WHAT TO DO:
Retype the records below from their first line through the line containing "One or more", and include nothing else.

SUPPLIED DATA:

BEGIN

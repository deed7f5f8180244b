//! Node-level diff between two snapshots of one tree.
//!
//! Nodes are matched by [`NodeId`]. Identifiers present only in the base tree
//! are deletions, identifiers present only in the modified tree are
//! additions, and matched nodes may be moved, reordered, or edited.
//!
//! Additions and deletions are reported per branch: when a node's parent is
//! added (or deleted) in the same diff, the node is listed in the parent's
//! `descendants` instead of getting its own change. The suppressed ids are
//! still available through [`TreeDiff::changed_nodes`].

use std::collections::{BTreeMap, BTreeSet, HashMap};
use std::sync::Arc;

use tracing::warn;

use planhist_types::{
    NodeContent, NodeId, ProjectSnapshot, TeamRoster, TreeKind, TreeSnapshot, TypeResult, WbsNode,
};

use crate::content::ContentTree;

/// The kind of a [`NodeChange`], without its data.
#[derive(Clone, Copy, Debug, PartialEq, Eq, PartialOrd, Ord, Hash)]
pub enum ChangeType {
    Add,
    Delete,
    Move,
    Reorder,
    Edit,
}

impl ChangeType {
    pub const ALL: [ChangeType; 5] = [
        ChangeType::Add,
        ChangeType::Delete,
        ChangeType::Move,
        ChangeType::Reorder,
        ChangeType::Edit,
    ];
}

/// A single change between two trees.
#[derive(Clone, Debug, PartialEq)]
pub enum NodeChange {
    /// A new branch. `descendants` lists the added nodes below it.
    Add {
        node: NodeId,
        parent: NodeId,
        descendants: Vec<NodeId>,
    },
    /// A removed branch. `descendants` lists the removed nodes below it.
    Delete {
        node: NodeId,
        parent: NodeId,
        descendants: Vec<NodeId>,
    },
    /// The node now lives under a different parent.
    Move {
        node: NodeId,
        old_parent: NodeId,
        new_parent: NodeId,
    },
    /// Same parent, different position among the surviving siblings.
    Reorder { node: NodeId, parent: NodeId },
    /// One or more content entries differ. `before` and `after` hold the
    /// full contents so correlated attributes can be inspected together.
    Edit {
        node: NodeId,
        parent: Option<NodeId>,
        before: NodeContent,
        after: NodeContent,
        changed: Vec<String>,
    },
}

impl NodeChange {
    pub fn node(&self) -> NodeId {
        match self {
            NodeChange::Add { node, .. }
            | NodeChange::Delete { node, .. }
            | NodeChange::Move { node, .. }
            | NodeChange::Reorder { node, .. }
            | NodeChange::Edit { node, .. } => *node,
        }
    }

    pub fn change_type(&self) -> ChangeType {
        match self {
            NodeChange::Add { .. } => ChangeType::Add,
            NodeChange::Delete { .. } => ChangeType::Delete,
            NodeChange::Move { .. } => ChangeType::Move,
            NodeChange::Reorder { .. } => ChangeType::Reorder,
            NodeChange::Edit { .. } => ChangeType::Edit,
        }
    }
}

static NO_NODES: BTreeSet<NodeId> = BTreeSet::new();

/// The result of comparing two versions of a tree.
#[derive(Clone, Debug)]
pub struct TreeDiff {
    base: ContentTree,
    modified: ContentTree,
    changes: Vec<NodeChange>,
    changed: BTreeMap<ChangeType, BTreeSet<NodeId>>,
}

impl TreeDiff {
    /// Compare `base` (before) to `modified` (after).
    pub fn compute(base: ContentTree, modified: ContentTree) -> Self {
        let mut changed: BTreeMap<ChangeType, BTreeSet<NodeId>> = ChangeType::ALL
            .iter()
            .map(|t| (*t, BTreeSet::new()))
            .collect();
        let mut changes = Vec::new();

        {
            let a = base.tree();
            let b = modified.tree();

            let deleted: BTreeSet<NodeId> = a.ids().filter(|id| !b.contains(*id)).collect();
            let added: BTreeSet<NodeId> = b.ids().filter(|id| !a.contains(*id)).collect();

            collect_branches(a, &deleted, &mut changes, |node, parent, descendants| {
                NodeChange::Delete {
                    node,
                    parent,
                    descendants,
                }
            });
            collect_branches(b, &added, &mut changes, |node, parent, descendants| {
                NodeChange::Add {
                    node,
                    parent,
                    descendants,
                }
            });

            let reordered = find_reorders(a, b);
            for id in b.preorder() {
                if !a.contains(id) {
                    continue;
                }
                let new_parent = b.parent_of(id);
                if !id.is_root() {
                    match (a.parent_of(id), new_parent) {
                        (Some(old_parent), Some(new_parent)) if old_parent != new_parent => {
                            changes.push(NodeChange::Move {
                                node: id,
                                old_parent,
                                new_parent,
                            });
                        }
                        (Some(_), Some(parent)) => {
                            if reordered.contains(&id) {
                                changes.push(NodeChange::Reorder { node: id, parent });
                            }
                        }
                        _ => {
                            warn!(node = %id, "matched node has no parent; skipping");
                            continue;
                        }
                    }
                }

                if let (Some(before), Some(after)) = (base.content(id), modified.content(id)) {
                    let diffs = changed_keys(before, after);
                    if !diffs.is_empty() {
                        changes.push(NodeChange::Edit {
                            node: id,
                            parent: new_parent,
                            before: before.clone(),
                            after: after.clone(),
                            changed: diffs,
                        });
                    }
                }
            }

            if let Some(set) = changed.get_mut(&ChangeType::Delete) {
                set.extend(deleted);
            }
            if let Some(set) = changed.get_mut(&ChangeType::Add) {
                set.extend(added);
            }
        }

        for change in &changes {
            match change.change_type() {
                ChangeType::Add | ChangeType::Delete => {}
                other => {
                    if let Some(set) = changed.get_mut(&other) {
                        set.insert(change.node());
                    }
                }
            }
        }

        Self {
            base,
            modified,
            changes,
            changed,
        }
    }

    pub fn base(&self) -> &ContentTree {
        &self.base
    }

    pub fn modified(&self) -> &ContentTree {
        &self.modified
    }

    /// Root of the modified tree, the starting point for rollup traversals.
    pub fn modified_root(&self) -> &WbsNode {
        self.modified.tree().root()
    }

    /// Changes in discovery order: deletions, additions, then moves,
    /// reorders and edits in modified-tree preorder.
    pub fn changes(&self) -> &[NodeChange] {
        &self.changes
    }

    pub fn is_empty(&self) -> bool {
        self.changes.is_empty()
    }

    pub fn len(&self) -> usize {
        self.changes.len()
    }

    /// Every node affected by a change of the given type, including nodes
    /// whose add/delete was folded into an ancestor's branch change.
    pub fn changed_nodes(&self, change_type: ChangeType) -> &BTreeSet<NodeId> {
        self.changed.get(&change_type).unwrap_or(&NO_NODES)
    }

    pub fn node_was(&self, change_type: ChangeType, id: NodeId) -> bool {
        self.changed_nodes(change_type).contains(&id)
    }
}

/// Compare two standalone trees. With no team attached, every
/// `<initials>-Time` attribute counts as member time.
pub fn diff_trees(a: &TreeSnapshot, b: &TreeSnapshot) -> TypeResult<TreeDiff> {
    let wrap = |tree: &TreeSnapshot| {
        Arc::new(ProjectSnapshot::new(TeamRoster::default(), tree.clone()))
    };
    let base = ContentTree::without_roster(wrap(a), TreeKind::Wbs)?;
    let modified = ContentTree::without_roster(wrap(b), TreeKind::Wbs)?;
    Ok(TreeDiff::compute(base, modified))
}

/// Emit one change per maximal branch of `members` within `tree`.
fn collect_branches(
    tree: &TreeSnapshot,
    members: &BTreeSet<NodeId>,
    out: &mut Vec<NodeChange>,
    make: impl Fn(NodeId, NodeId, Vec<NodeId>) -> NodeChange,
) {
    if members.is_empty() {
        return;
    }
    for id in tree.preorder() {
        if !members.contains(&id) {
            continue;
        }
        let Some(parent) = tree.parent_of(id) else {
            warn!(node = %id, "changed node has no parent; skipping");
            continue;
        };
        if members.contains(&parent) {
            continue;
        }
        let descendants = tree
            .descendants(id)
            .into_iter()
            .filter(|d| members.contains(d))
            .collect();
        out.push(make(id, parent, descendants));
    }
}

/// Nodes whose relative order among siblings that stayed under the same
/// parent changed. The longest run already in order is kept in place.
fn find_reorders(a: &TreeSnapshot, b: &TreeSnapshot) -> BTreeSet<NodeId> {
    let mut reordered = BTreeSet::new();
    for parent in b.preorder() {
        if !a.contains(parent) {
            continue;
        }
        let old_index: HashMap<NodeId, usize> = a
            .children(parent)
            .iter()
            .filter(|c| b.parent_of(**c) == Some(parent))
            .enumerate()
            .map(|(i, c)| (*c, i))
            .collect();
        let kept: Vec<NodeId> = b
            .children(parent)
            .iter()
            .copied()
            .filter(|c| old_index.contains_key(c))
            .collect();
        let sequence: Vec<usize> = kept.iter().map(|c| old_index[c]).collect();
        let in_order = longest_increasing(&sequence);
        reordered.extend(
            kept.iter()
                .zip(in_order)
                .filter(|(_, stays)| !stays)
                .map(|(id, _)| *id),
        );
    }
    reordered
}

/// Marks the members of one longest strictly increasing subsequence.
fn longest_increasing(sequence: &[usize]) -> Vec<bool> {
    let mut tails: Vec<usize> = Vec::new();
    let mut previous: Vec<Option<usize>> = vec![None; sequence.len()];
    for (i, value) in sequence.iter().enumerate() {
        let pos = tails.partition_point(|t| sequence[*t] < *value);
        if pos > 0 {
            previous[i] = Some(tails[pos - 1]);
        }
        if pos == tails.len() {
            tails.push(i);
        } else {
            tails[pos] = i;
        }
    }

    let mut keep = vec![false; sequence.len()];
    let mut current = tails.last().copied();
    while let Some(i) = current {
        keep[i] = true;
        current = previous[i];
    }
    keep
}

fn changed_keys(before: &NodeContent, after: &NodeContent) -> Vec<String> {
    let keys: BTreeSet<&String> = before.keys().chain(after.keys()).collect();
    keys.into_iter()
        .filter(|k| before.get(*k) != after.get(*k))
        .cloned()
        .collect()
}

END

EXPECTED OUTPUT:
repository deed7f5f8180244b
//! Node-level diff between two snapshots of one tree.
//!
//! Nodes are matched by [`NodeId`]. Identifiers present only in the base tree
//! are deletions, identifiers present only in the modified tree are
//! additions, and matched nodes may be moved, reordered, or edited.
//!
//! Additions and deletions are reported per branch: when a node's parent is
//! added (or deleted) in the same diff, the node is listed in the parent's
//! `descendants` instead of getting its own change. The suppressed ids are
//! still available through [`TreeDiff::changed_nodes`].

use std::collections::{BTreeMap, BTreeSet, HashMap};
use std::sync::Arc;

use tracing::warn;

use planhist_types::{
    NodeContent, NodeId, ProjectSnapshot, TeamRoster, TreeKind, TreeSnapshot, TypeResult, WbsNode,
};

use crate::content::ContentTree;

/// The kind of a [`NodeChange`], without its data.
#[derive(Clone, Copy, Debug, PartialEq, Eq, PartialOrd, Ord, Hash)]
pub enum ChangeType {
    Add,
    Delete,
    Move,
    Reorder,
    Edit,
}

impl ChangeType {
    pub const ALL: [ChangeType; 5] = [
        ChangeType::Add,
        ChangeType::Delete,
        ChangeType::Move,
        ChangeType::Reorder,
        ChangeType::Edit,
    ];
}

/// A single change between two trees.
#[derive(Clone, Debug, PartialEq)]
pub enum NodeChange {
    /// A new branch. `descendants` lists the added nodes below it.
    Add {
        node: NodeId,
        parent: NodeId,
        descendants: Vec<NodeId>,
    },
    /// A removed branch. `descendants` lists the removed nodes below it.
    Delete {
        node: NodeId,
        parent: NodeId,
        descendants: Vec<NodeId>,
    },
    /// The node now lives under a different parent.
    Move {
        node: NodeId,
        old_parent: NodeId,
        new_parent: NodeId,
    },
    /// Same parent, different position among the surviving siblings.
    Reorder { node: NodeId, parent: NodeId },
    /// One or more content entries differ. `before` and `after` hold the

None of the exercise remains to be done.